| WHAT YOU WILL DO |
If a line below contains "RadioGroup", count it; then state how many such lines there are, and nothing else.

| SOURCE DATA |
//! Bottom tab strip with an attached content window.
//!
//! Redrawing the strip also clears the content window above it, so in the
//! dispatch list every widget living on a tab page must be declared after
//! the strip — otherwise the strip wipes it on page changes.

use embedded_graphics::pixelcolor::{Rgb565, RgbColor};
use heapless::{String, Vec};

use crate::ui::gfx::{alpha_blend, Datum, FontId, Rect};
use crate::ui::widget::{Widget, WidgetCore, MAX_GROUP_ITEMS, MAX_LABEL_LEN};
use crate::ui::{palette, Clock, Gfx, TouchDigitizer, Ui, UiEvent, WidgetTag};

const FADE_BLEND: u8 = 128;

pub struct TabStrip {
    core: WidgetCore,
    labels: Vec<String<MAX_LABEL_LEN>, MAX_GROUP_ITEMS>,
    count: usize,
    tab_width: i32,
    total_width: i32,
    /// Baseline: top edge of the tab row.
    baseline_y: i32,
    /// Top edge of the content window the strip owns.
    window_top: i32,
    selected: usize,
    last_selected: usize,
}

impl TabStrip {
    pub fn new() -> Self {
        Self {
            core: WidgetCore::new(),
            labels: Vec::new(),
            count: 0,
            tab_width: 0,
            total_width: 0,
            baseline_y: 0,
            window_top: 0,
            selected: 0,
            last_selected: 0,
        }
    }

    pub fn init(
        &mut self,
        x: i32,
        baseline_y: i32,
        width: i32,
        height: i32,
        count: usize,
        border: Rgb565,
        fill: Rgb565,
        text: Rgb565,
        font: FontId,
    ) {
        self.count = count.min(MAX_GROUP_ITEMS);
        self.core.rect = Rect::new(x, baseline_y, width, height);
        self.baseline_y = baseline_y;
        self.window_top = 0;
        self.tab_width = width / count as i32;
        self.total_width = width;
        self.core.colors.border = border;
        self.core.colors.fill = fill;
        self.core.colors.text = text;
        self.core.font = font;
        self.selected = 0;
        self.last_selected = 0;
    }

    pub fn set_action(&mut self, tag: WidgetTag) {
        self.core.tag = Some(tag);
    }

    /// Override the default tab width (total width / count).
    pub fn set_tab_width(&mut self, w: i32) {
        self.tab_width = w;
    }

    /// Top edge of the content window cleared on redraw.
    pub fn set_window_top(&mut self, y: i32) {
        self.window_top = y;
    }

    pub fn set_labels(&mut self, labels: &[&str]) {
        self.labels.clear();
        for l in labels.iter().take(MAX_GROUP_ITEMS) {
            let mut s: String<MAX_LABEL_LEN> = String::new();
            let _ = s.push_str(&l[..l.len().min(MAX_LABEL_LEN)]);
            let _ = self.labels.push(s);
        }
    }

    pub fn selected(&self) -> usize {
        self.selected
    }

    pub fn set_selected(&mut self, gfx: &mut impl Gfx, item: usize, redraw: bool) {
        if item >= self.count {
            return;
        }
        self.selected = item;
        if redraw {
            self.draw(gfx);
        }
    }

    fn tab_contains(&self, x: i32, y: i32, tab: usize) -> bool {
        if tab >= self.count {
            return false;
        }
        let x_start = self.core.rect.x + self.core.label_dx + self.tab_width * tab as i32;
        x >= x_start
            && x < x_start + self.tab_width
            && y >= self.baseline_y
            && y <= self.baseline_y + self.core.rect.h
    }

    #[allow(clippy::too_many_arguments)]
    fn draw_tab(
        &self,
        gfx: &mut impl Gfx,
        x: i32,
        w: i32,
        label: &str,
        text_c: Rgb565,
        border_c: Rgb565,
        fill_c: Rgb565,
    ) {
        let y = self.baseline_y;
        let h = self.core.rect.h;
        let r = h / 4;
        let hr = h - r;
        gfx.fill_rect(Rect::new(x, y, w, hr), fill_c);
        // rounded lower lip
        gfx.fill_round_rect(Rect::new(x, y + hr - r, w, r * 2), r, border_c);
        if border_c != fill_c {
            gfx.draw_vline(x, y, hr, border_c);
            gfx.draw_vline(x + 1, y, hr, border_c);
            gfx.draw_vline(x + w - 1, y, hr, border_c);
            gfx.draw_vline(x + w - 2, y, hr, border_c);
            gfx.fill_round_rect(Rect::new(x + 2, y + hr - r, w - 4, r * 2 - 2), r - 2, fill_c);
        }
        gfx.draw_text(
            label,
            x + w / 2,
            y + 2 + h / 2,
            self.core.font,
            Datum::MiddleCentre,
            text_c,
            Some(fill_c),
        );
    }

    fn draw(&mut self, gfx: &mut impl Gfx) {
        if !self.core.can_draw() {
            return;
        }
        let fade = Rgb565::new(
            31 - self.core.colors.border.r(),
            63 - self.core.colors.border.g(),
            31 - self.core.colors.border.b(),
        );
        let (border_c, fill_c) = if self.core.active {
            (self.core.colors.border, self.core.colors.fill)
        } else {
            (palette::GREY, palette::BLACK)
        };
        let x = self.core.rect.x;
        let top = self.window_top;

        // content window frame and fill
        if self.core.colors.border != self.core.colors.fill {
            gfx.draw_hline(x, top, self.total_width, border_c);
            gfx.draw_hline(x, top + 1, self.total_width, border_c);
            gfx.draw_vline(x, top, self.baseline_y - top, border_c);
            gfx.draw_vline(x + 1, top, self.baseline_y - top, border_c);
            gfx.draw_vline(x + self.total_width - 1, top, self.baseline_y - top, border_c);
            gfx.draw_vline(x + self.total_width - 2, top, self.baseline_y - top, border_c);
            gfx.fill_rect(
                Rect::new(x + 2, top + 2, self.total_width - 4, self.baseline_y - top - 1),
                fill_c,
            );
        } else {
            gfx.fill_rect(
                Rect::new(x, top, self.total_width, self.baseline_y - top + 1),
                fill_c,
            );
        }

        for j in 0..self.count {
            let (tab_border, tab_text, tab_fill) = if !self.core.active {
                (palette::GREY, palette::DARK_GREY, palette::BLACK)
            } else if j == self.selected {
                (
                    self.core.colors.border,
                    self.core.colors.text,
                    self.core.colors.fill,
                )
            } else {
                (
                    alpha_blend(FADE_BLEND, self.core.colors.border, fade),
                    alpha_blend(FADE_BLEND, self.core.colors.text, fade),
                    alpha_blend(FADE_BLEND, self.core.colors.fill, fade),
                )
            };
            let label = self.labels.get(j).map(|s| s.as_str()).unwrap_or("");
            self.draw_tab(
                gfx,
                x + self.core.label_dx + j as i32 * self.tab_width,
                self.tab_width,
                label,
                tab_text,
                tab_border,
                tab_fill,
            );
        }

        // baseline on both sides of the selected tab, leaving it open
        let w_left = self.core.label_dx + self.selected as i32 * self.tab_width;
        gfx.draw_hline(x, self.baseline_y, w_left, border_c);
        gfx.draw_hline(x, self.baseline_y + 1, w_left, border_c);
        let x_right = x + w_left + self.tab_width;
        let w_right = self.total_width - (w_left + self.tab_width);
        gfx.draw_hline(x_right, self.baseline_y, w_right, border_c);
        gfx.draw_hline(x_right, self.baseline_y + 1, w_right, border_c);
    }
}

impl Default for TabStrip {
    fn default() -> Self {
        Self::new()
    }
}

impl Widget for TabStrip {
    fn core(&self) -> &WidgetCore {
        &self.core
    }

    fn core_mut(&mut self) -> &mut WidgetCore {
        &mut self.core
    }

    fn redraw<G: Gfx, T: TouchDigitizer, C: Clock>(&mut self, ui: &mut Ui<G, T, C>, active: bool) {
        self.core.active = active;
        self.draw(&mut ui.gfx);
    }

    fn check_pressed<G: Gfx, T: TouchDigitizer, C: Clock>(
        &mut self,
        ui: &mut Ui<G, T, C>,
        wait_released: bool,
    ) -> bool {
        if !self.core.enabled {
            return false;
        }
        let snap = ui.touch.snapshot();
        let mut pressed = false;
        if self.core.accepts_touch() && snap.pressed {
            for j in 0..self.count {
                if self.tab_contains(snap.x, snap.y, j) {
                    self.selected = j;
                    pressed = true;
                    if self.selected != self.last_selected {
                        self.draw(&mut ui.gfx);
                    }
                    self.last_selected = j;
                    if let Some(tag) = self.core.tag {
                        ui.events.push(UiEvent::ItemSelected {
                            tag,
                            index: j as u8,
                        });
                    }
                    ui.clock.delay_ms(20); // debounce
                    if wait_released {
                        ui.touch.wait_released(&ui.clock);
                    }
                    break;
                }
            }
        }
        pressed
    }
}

...

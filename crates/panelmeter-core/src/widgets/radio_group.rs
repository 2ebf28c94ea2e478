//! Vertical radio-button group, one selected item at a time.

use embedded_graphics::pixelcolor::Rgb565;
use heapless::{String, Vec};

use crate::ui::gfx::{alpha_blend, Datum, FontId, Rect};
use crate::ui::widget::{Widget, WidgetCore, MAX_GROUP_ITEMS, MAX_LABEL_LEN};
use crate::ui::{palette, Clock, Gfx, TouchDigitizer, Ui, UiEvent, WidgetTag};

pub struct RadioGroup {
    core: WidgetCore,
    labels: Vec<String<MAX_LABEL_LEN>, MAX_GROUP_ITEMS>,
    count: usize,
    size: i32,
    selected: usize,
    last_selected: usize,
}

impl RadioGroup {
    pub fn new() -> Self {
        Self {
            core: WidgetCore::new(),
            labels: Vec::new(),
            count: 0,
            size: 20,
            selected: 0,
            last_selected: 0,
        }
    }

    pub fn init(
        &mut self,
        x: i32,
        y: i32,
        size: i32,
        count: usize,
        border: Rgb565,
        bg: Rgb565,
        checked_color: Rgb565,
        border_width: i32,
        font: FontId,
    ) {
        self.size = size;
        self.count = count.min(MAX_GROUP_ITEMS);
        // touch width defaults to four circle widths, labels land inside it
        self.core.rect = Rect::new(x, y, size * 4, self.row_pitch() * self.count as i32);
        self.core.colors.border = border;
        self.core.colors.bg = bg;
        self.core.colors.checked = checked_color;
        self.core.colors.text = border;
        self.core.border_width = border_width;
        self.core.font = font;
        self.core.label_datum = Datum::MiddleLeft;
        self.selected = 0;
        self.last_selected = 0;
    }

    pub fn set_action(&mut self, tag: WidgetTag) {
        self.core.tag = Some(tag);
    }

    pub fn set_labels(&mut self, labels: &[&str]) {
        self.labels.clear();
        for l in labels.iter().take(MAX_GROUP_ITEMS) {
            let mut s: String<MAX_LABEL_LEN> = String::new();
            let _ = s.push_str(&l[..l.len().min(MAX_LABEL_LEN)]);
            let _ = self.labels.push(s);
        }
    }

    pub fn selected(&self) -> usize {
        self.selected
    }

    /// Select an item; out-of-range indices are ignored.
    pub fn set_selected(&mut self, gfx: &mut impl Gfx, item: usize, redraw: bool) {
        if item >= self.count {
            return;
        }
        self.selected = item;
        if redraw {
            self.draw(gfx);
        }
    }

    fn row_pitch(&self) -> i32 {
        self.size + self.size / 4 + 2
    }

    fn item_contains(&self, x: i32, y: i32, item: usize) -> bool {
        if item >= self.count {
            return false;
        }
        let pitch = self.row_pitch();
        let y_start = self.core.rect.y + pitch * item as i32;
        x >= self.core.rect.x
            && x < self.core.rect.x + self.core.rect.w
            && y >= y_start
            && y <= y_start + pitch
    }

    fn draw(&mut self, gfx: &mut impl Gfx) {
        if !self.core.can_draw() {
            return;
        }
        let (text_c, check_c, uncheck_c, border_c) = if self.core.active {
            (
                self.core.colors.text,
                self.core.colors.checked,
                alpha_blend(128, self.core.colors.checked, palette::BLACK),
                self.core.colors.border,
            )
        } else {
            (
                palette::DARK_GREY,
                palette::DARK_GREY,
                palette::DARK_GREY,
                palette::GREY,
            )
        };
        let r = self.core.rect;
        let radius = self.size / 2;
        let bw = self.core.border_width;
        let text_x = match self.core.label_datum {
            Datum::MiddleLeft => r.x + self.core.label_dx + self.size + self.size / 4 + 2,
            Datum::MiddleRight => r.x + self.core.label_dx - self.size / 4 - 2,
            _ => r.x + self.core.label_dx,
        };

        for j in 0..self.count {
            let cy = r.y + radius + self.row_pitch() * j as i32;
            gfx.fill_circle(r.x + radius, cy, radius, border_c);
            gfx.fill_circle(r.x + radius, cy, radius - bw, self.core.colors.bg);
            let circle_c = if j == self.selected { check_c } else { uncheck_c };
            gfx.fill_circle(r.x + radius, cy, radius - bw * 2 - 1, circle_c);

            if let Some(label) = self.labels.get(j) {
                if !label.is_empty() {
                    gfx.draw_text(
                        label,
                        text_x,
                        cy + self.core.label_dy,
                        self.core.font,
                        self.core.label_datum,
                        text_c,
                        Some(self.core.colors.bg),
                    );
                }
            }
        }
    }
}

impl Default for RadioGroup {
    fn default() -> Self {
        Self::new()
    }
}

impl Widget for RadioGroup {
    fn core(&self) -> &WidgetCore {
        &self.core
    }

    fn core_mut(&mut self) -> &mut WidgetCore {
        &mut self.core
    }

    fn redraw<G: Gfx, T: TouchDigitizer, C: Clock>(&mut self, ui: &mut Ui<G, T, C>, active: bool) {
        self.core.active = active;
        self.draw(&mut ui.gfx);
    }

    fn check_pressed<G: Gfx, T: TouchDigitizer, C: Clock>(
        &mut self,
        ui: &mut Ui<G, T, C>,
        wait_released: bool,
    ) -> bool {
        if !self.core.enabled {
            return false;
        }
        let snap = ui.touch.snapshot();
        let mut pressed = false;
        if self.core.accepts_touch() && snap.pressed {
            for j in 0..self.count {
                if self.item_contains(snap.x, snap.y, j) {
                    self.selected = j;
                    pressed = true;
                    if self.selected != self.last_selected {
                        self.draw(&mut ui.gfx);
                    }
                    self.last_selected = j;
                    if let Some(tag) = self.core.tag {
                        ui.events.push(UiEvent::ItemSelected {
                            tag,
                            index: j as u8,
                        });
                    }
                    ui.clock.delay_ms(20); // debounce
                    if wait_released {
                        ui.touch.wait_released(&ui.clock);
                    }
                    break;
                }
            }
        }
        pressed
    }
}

| EXPECTED OUTPUT |
4